Les shengnu sont des
femmes qui ont « réussi dans la vie » comme on dirait en
Occident : elles sont indépendantes et éduquées, elles ont
une bonne condition sociale, un bon travail et un haut salaire.
Cependant, en Chine, l'un des principes fondamentaux du mariage est
que l'homme doit être supérieur à la femmes en tout point (taille,
âge, éducation, salaire,etc.), cela a plusieurs conséquences. D'abord, il
est très difficile pour les shengnu de trouver un homme qui réponde
à ces critères car elles font elles-mêmes partie de l'élite ;
de ce fait elles sont souvent considérées comme trop exigeantes. Ensuite, les hommes, de leur côté, recherchent aussi une femme qui
remplissent tous les critères dictés par la tradition, les shengnu
n'y correspondent évidemment pas et leur réussite les rend
intimidantes au yeux de nombreux Chinois.
Le phénomène prend de l'ampleur, les shengnu seraient 500 000 à Beijing seulement et un site y a même dédié une rubrique et une nouvelle héroine, Chaoji Shengnu, une femme seule et indépendante. Face à la montée en puissance du phénomène, le gouvernement chinois a lui-même pris des mesures pour trouver à ces femmes un mari, il a organisé en 2013 un speed dating rassemblant 51 femmes et hommes célibataires d'un niveau social équivalent et qui souhaitaient tous se marier. On peut cependant se demander si un speed dating qui ne réunit que 51 shengnu est un moyen efficace de régler le problème quand elles sont un demi-million dans la capitale et que plusieurs millions d'hommes sont condamnés au célibat.

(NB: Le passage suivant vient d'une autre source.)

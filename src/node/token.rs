use super::client::NodeClient;
use crate::error::ExplorerError;
use crate::models::{TokenBalance, TokenInfo};
use alloy_primitives::{Address, Bytes};
use alloy_sol_types::{sol, SolCall};

sol! {
    // Minimal ERC-20 surface the explorer reads
    interface IERC20 {
        function symbol() external view returns (string);
        function decimals() external view returns (uint8);
        function balanceOf(address owner) external view returns (uint256);
    }
}

async fn call<C: SolCall>(node: &dyn NodeClient, token: Address, call: C) -> Result<C::Return, ExplorerError> {
    let output = node.call(token, Bytes::from(call.abi_encode())).await?;
    if output.is_empty() {
        // eth_call against an address without code answers 0x
        return Err(ExplorerError::not_found(format!("token contract {}", token)));
    }
    Ok(C::abi_decode_returns(&output)?)
}

// Reads symbol() and decimals() concurrently
pub async fn token_info(node: &dyn NodeClient, token: Address) -> Result<TokenInfo, ExplorerError> {
    let (symbol, decimals) = tokio::try_join!(
        call(node, token, IERC20::symbolCall {}),
        call(node, token, IERC20::decimalsCall {}),
    )?;
    Ok(TokenInfo { address: token, symbol, decimals })
}

pub async fn token_balance(
    node: &dyn NodeClient,
    token: Address,
    owner: Address,
) -> Result<TokenBalance, ExplorerError> {
    let balance = call(node, token, IERC20::balanceOfCall { owner }).await?;
    Ok(TokenBalance { token, owner, balance })
}
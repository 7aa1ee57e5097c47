use crate::error::ExplorerError;
use crate::metrics::{BLOCKS_ENRICHED, TXS_ENRICHED};
use crate::models::{BlockRecord, NetworkStats, ServerMessage, TxStatus};
use crate::node::{BlockId, NodeClient};
use crate::utils::{from_wei, GWEI_DECIMALS};
use alloy_primitives::B256;
use log::{debug, warn};
use std::sync::Arc;

// Destination for enriched records
pub trait Outbox: Send + Sync {
    fn publish(&self, message: ServerMessage);
}

// Turns bare subscription events into self-contained, display-ready records
#[derive(Clone)]
pub struct Enricher {
    node: Arc<dyn NodeClient>,
}

impl Enricher {
    pub fn new(node: Arc<dyn NodeClient>) -> Self {
        Enricher { node }
    }

    // New block header: full block plus a fresh network snapshot, emitted as two messages.
    // Without the block the event is dropped; a failed snapshot only loses the stats message
    pub async fn enrich_block(&self, number: u64, outbox: &dyn Outbox) -> Result<(), ExplorerError> {
        let (block, stats) = tokio::join!(
            self.node.block(BlockId::Number(number), true),
            self.snapshot_parts(),
        );
        // Header may refer to a block the HTTP endpoint cannot see yet
        let block = block?.ok_or_else(|| ExplorerError::not_found(BlockId::Number(number)))?;

        let stats = match stats {
            Ok((gas_price, peer_count, hashrate)) => Some(NetworkStats {
                latest_block_number: block.number,
                latest_block_time: block.timestamp,
                gas_price,
                peer_count,
                hashrate,
            }),
            Err(e) => {
                warn!("Network stats unavailable for block {}: {}", number, e);
                None
            }
        };

        debug!("Enriched block {} with {} transactions", block.number, block.transactions.len());
        outbox.publish(ServerMessage::NewBlock(block));
        if let Some(stats) = stats {
            outbox.publish(ServerMessage::NetworkStats(stats));
        }
        BLOCKS_ENRICHED.inc();
        Ok(())
    }

    async fn snapshot_parts(&self) -> Result<(String, u64, u64), ExplorerError> {
        let (gas_price, peer_count, hashrate) =
            tokio::try_join!(self.node.gas_price(), self.node.peer_count(), self.node.hashrate())?;
        Ok((from_wei(gas_price, GWEI_DECIMALS), peer_count, hashrate))
    }

    // Pending transaction hash: the transaction stamped with the latest block time.
    // If it is already mined, a second richer record follows once the receipt is in.
    // A hash the node no longer knows is not an error; nothing is emitted
    pub async fn enrich_pending(&self, hash: B256, outbox: &dyn Outbox) -> Result<(), ExplorerError> {
        let (tx, latest) = tokio::try_join!(self.node.transaction(hash), self.latest_block())?;

        let Some(mut tx) = tx else {
            debug!("Transaction {} left the pool before lookup, ignoring", hash);
            return Ok(());
        };
        tx.timestamp = Some(latest.timestamp);
        let observed = if tx.block_number.is_some() { TxStatus::Confirmed } else { TxStatus::Pending };
        tx.status = tx.status.advance(observed);

        outbox.publish(ServerMessage::NewTransaction(tx.clone()));
        TXS_ENRICHED.inc();

        if tx.block_number.is_none() {
            return Ok(());
        }
        match self.node.receipt(hash).await {
            Ok(Some(receipt)) => {
                outbox.publish(ServerMessage::TransactionConfirmed(tx.confirm(&receipt)));
            }
            Ok(None) => debug!("Receipt for {} not available yet", hash),
            // The first record is already out; only the upgrade is lost
            Err(e) => warn!("Receipt lookup for {} failed: {}", hash, e),
        }
        Ok(())
    }

    async fn latest_block(&self) -> Result<BlockRecord, ExplorerError> {
        self.node
            .block(BlockId::Latest, false)
            .await?
            .ok_or_else(|| ExplorerError::not_found(BlockId::Latest))
    }
}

B) Les solutions qui s'offrent à elles
Pour certaines shengnu,
être célibataire toute leur vie n'est pas un problème, elles
préfèrent se concentrer sur leur carrière, avoir des amis qui les
soutiennent et des relations purement sexuelles de temps à autre.
Dans la majorité des cas
cependant, les shengnu souhaitent se marier et fonder un foyer.
Plusieurs solutions s'ouvrent alors à elles : la première est
la plus radicale, elle consiste à faire marche arrière,
c'est-à-dire à abandonner leur emploi et leur indépendance afin de
trouver plus facilement un homme car elles seront moins intimidantes.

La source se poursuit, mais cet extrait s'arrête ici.